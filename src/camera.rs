use bevy::input::gestures::PinchGesture;
use bevy::input::mouse::{MouseMotion, MouseWheel};
use bevy::prelude::*;
use strand_core::OrbitConfig;

/// Orbit, pan and zoom around a target with damped motion.
///
/// Input accumulates into pending deltas; every frame only `damping_factor`
/// of what is pending is applied and the rest decays.
#[derive(Component, Debug, Clone)]
pub struct OrbitControls {
    pub target: Vec3,
    pub yaw: f32,
    pub pitch: f32,
    pub distance: f32,
    pub config: OrbitConfig,
    yaw_delta: f32,
    pitch_delta: f32,
    zoom_delta: f32,
    pan_delta: Vec3,
}

const MAX_PITCH: f32 = 0.5 * std::f32::consts::PI - 0.01;

impl OrbitControls {
    pub fn new(config: OrbitConfig) -> Self {
        Self {
            target: Vec3::ZERO,
            yaw: 0.,
            pitch: 0.2,
            distance: config
                .initial_distance
                .clamp(config.min_distance, config.max_distance),
            config,
            yaw_delta: 0.,
            pitch_delta: 0.,
            zoom_delta: 0.,
            pan_delta: Vec3::ZERO,
        }
    }

    pub fn rotate(&mut self, delta: Vec2) {
        self.yaw_delta -= delta.x * self.config.rotate_speed;
        self.pitch_delta += delta.y * self.config.rotate_speed;
    }

    /// `amount > 0` moves closer.
    pub fn zoom(&mut self, amount: f32) {
        self.zoom_delta += amount * self.config.zoom_speed;
    }

    pub fn pan(&mut self, delta: Vec2) {
        let rotation = self.rotation();
        let scale = self.config.pan_speed * self.distance;
        self.pan_delta += rotation * Vec3::new(-delta.x, delta.y, 0.) * scale;
    }

    fn rotation(&self) -> Quat {
        Quat::from_rotation_y(self.yaw) * Quat::from_rotation_x(-self.pitch)
    }

    /// Applies a damped share of the pending motion.
    pub fn step(&mut self) {
        let k = self.config.damping_factor;
        self.yaw += k * self.yaw_delta;
        self.pitch = (self.pitch + k * self.pitch_delta).clamp(-MAX_PITCH, MAX_PITCH);
        self.distance = (self.distance * (1. - k * self.zoom_delta))
            .clamp(self.config.min_distance, self.config.max_distance);
        self.target += k * self.pan_delta;

        let decay = 1. - k;
        self.yaw_delta *= decay;
        self.pitch_delta *= decay;
        self.zoom_delta *= decay;
        self.pan_delta *= decay;
    }

    pub fn eye(&self) -> Vec3 {
        self.target + self.rotation() * Vec3::Z * self.distance
    }

    pub fn transform(&self) -> Transform {
        Transform::from_translation(self.eye()).looking_at(self.target, Vec3::Y)
    }
}

pub fn handle_orbit_input(
    mouse: Res<ButtonInput<MouseButton>>,
    keyboard: Res<ButtonInput<KeyCode>>,
    mut evr_motion: EventReader<MouseMotion>,
    mut evr_scroll: EventReader<MouseWheel>,
    mut evr_gesture_pinch: EventReader<PinchGesture>,
    mut controls: Query<&mut OrbitControls>,
    time: Res<Time>,
) {
    let Ok(mut controls) = controls.get_single_mut() else {
        return;
    };
    for ev in evr_motion.read() {
        if mouse.pressed(MouseButton::Left) {
            controls.rotate(ev.delta);
        } else if mouse.pressed(MouseButton::Right) {
            controls.pan(ev.delta);
        }
    }
    for ev in evr_scroll.read() {
        #[cfg(target_family = "wasm")]
        {
            controls.zoom(0.03 * ev.y);
        }
        #[cfg(not(target_family = "wasm"))]
        {
            controls.zoom(ev.y);
        }
    }
    for ev in evr_gesture_pinch.read() {
        controls.zoom(10. * ev.0);
    }
    let arrow_speed = 200. * time.delta_secs();
    if keyboard.pressed(KeyCode::ArrowRight) {
        controls.rotate(Vec2::new(arrow_speed, 0.));
    }
    if keyboard.pressed(KeyCode::ArrowLeft) {
        controls.rotate(Vec2::new(-arrow_speed, 0.));
    }
    if keyboard.pressed(KeyCode::ArrowUp) {
        controls.rotate(Vec2::new(0., arrow_speed));
    }
    if keyboard.pressed(KeyCode::ArrowDown) {
        controls.rotate(Vec2::new(0., -arrow_speed));
    }
    if keyboard.just_pressed(KeyCode::NumpadAdd) {
        controls.zoom(1.);
    }
    if keyboard.just_pressed(KeyCode::NumpadSubtract) {
        controls.zoom(-1.);
    }
}

pub fn update_orbit_camera(mut cameras: Query<(&mut Transform, &mut OrbitControls), With<Camera>>) {
    for (mut transform, mut controls) in &mut cameras {
        controls.step();
        *transform = controls.transform();
    }
}

#[cfg(test)]
mod tests {
    use super::*;

    #[test]
    fn zoom_is_clamped() {
        let mut controls = OrbitControls::new(OrbitConfig::default());
        controls.zoom(1e6);
        for _ in 0..200 {
            controls.step();
        }
        assert_eq!(controls.distance, 1.);

        controls.zoom(-1e6);
        for _ in 0..200 {
            controls.step();
        }
        assert_eq!(controls.distance, 100.);
    }

    #[test]
    fn rotation_is_damped() {
        let mut controls = OrbitControls::new(OrbitConfig::default());
        controls.rotate(Vec2::new(-100., 0.));
        controls.step();
        // 100 px * 0.005 rad/px, 5% applied on the first frame
        assert!((controls.yaw - 0.025).abs() < 1e-6);
        controls.step();
        assert!(controls.yaw > 0.025 && controls.yaw < 0.5);
    }

    #[test]
    fn eye_looks_at_target_from_distance() {
        let controls = OrbitControls::new(OrbitConfig::default());
        assert!(((controls.eye() - controls.target).length() - 5.).abs() < 1e-5);
        assert!(controls.transform().forward().dot(controls.target - controls.eye()) > 0.);
    }
}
--------------------
Exercise brief:
The records above need copying again. Keep each word as it is.

Solution to this problem:
filename src/camera.rs
use bevy::input::gestures::PinchGesture;
use bevy::input::mouse::{MouseMotion, MouseWheel};
use bevy::prelude::*;
use strand_core::OrbitConfig;

/// Orbit, pan and zoom around a target with damped motion.
///
/// Input accumulates into pending deltas; every frame only `damping_factor`
/// of what is pending is applied and the rest decays.
#[derive(Component, Debug, Clone)]
pub struct OrbitControls {
    pub target: Vec3,
    pub yaw: f32,
    pub pitch: f32,
    pub distance: f32,
    pub config: OrbitConfig,
    yaw_delta: f32,
    pitch_delta: f32,
    zoom_delta: f32,
    pan_delta: Vec3,
}

const MAX_PITCH: f32 = 0.5 * std::f32::consts::PI - 0.01;

impl OrbitControls {
    pub fn new(config: OrbitConfig) -> Self {
        Self {
            target: Vec3::ZERO,
            yaw: 0.,
            pitch: 0.2,
            distance: config
                .initial_distance
                .clamp(config.min_distance, config.max_distance),
            config,
            yaw_delta: 0.,
            pitch_delta: 0.,
            zoom_delta: 0.,
            pan_delta: Vec3::ZERO,
        }
    }

    pub fn rotate(&mut self, delta: Vec2) {
        self.yaw_delta -= delta.x * self.config.rotate_speed;
        self.pitch_delta += delta.y * self.config.rotate_speed;
    }

    /// `amount > 0` moves closer.
    pub fn zoom(&mut self, amount: f32) {
        self.zoom_delta += amount * self.config.zoom_speed;
    }

    pub fn pan(&mut self, delta: Vec2) {
        let rotation = self.rotation();
        let scale = self.config.pan_speed * self.distance;
        self.pan_delta += rotation * Vec3::new(-delta.x, delta.y, 0.) * scale;
    }

    fn rotation(&self) -> Quat {
        Quat::from_rotation_y(self.yaw) * Quat::from_rotation_x(-self.pitch)
    }

    /// Applies a damped share of the pending motion.
    pub fn step(&mut self) {
        let k = self.config.damping_factor;
        self.yaw += k * self.yaw_delta;
        self.pitch = (self.pitch + k * self.pitch_delta).clamp(-MAX_PITCH, MAX_PITCH);
        self.distance = (self.distance * (1. - k * self.zoom_delta))
            .clamp(self.config.min_distance, self.config.max_distance);
        self.target += k * self.pan_delta;

        let decay = 1. - k;
        self.yaw_delta *= decay;
        self.pitch_delta *= decay;
        self.zoom_delta *= decay;
        self.pan_delta *= decay;
    }

    pub fn eye(&self) -> Vec3 {
        self.target + self.rotation() * Vec3::Z * self.distance
    }

    pub fn transform(&self) -> Transform {
        Transform::from_translation(self.eye()).looking_at(self.target, Vec3::Y)
    }
}

pub fn handle_orbit_input(
    mouse: Res<ButtonInput<MouseButton>>,
    keyboard: Res<ButtonInput<KeyCode>>,
    mut evr_motion: EventReader<MouseMotion>,
    mut evr_scroll: EventReader<MouseWheel>,
    mut evr_gesture_pinch: EventReader<PinchGesture>,
    mut controls: Query<&mut OrbitControls>,
    time: Res<Time>,
) {
    let Ok(mut controls) = controls.get_single_mut() else {
        return;
    };
    for ev in evr_motion.read() {
        if mouse.pressed(MouseButton::Left) {
            controls.rotate(ev.delta);
        } else if mouse.pressed(MouseButton::Right) {
            controls.pan(ev.delta);
        }
    }
    for ev in evr_scroll.read() {
        #[cfg(target_family = "wasm")]
        {
            controls.zoom(0.03 * ev.y);
        }
        #[cfg(not(target_family = "wasm"))]
        {
            controls.zoom(ev.y);
        }
    }
    for ev in evr_gesture_pinch.read() {
        controls.zoom(10. * ev.0);
    }
    let arrow_speed = 200. * time.delta_secs();
    if keyboard.pressed(KeyCode::ArrowRight) {
        controls.rotate(Vec2::new(arrow_speed, 0.));
    }
    if keyboard.pressed(KeyCode::ArrowLeft) {
        controls.rotate(Vec2::new(-arrow_speed, 0.));
    }
    if keyboard.pressed(KeyCode::ArrowUp) {
        controls.rotate(Vec2::new(0., arrow_speed));
    }
    if keyboard.pressed(KeyCode::ArrowDown) {
        controls.rotate(Vec2::new(0., -arrow_speed));
    }
    if keyboard.just_pressed(KeyCode::NumpadAdd) {
        controls.zoom(1.);
    }
    if keyboard.just_pressed(KeyCode::NumpadSubtract) {
        controls.zoom(-1.);
    }
}

pub fn update_orbit_camera(mut cameras: Query<(&mut Transform, &mut OrbitControls), With<Camera>>) {
    for (mut transform, mut controls) in &mut cameras {
        controls.step();
        *transform = controls.transform();
    }
}

#[cfg(test)]
mod tests {
    use super::*;

    #[test]
    fn zoom_is_clamped() {
        let mut controls = OrbitControls::new(OrbitConfig::default());
        controls.zoom(1e6);
        for _ in 0..200 {
            controls.step();
        }
        assert_eq!(controls.distance, 1.);

        controls.zoom(-1e6);
        for _ in 0..200 {
            controls.step();
        }
        assert_eq!(controls.distance, 100.);
    }

    #[test]
    fn rotation_is_damped() {
        let mut controls = OrbitControls::new(OrbitConfig::default());
        controls.rotate(Vec2::new(-100., 0.));
        controls.step();
        // 100 px * 0.005 rad/px, 5% applied on the first frame
        assert!((controls.yaw - 0.025).abs() < 1e-6);
        controls.step();
        assert!(controls.yaw > 0.025 && controls.yaw < 0.5);
    }

    #[test]
    fn eye_looks_at_target_from_distance() {
        let controls = OrbitControls::new(OrbitConfig::default());
        assert!(((controls.eye() - controls.target).length() - 5.).abs() < 1e-5);
        assert!(controls.transform().forward().dot(controls.target - controls.eye()) > 0.);
    }
}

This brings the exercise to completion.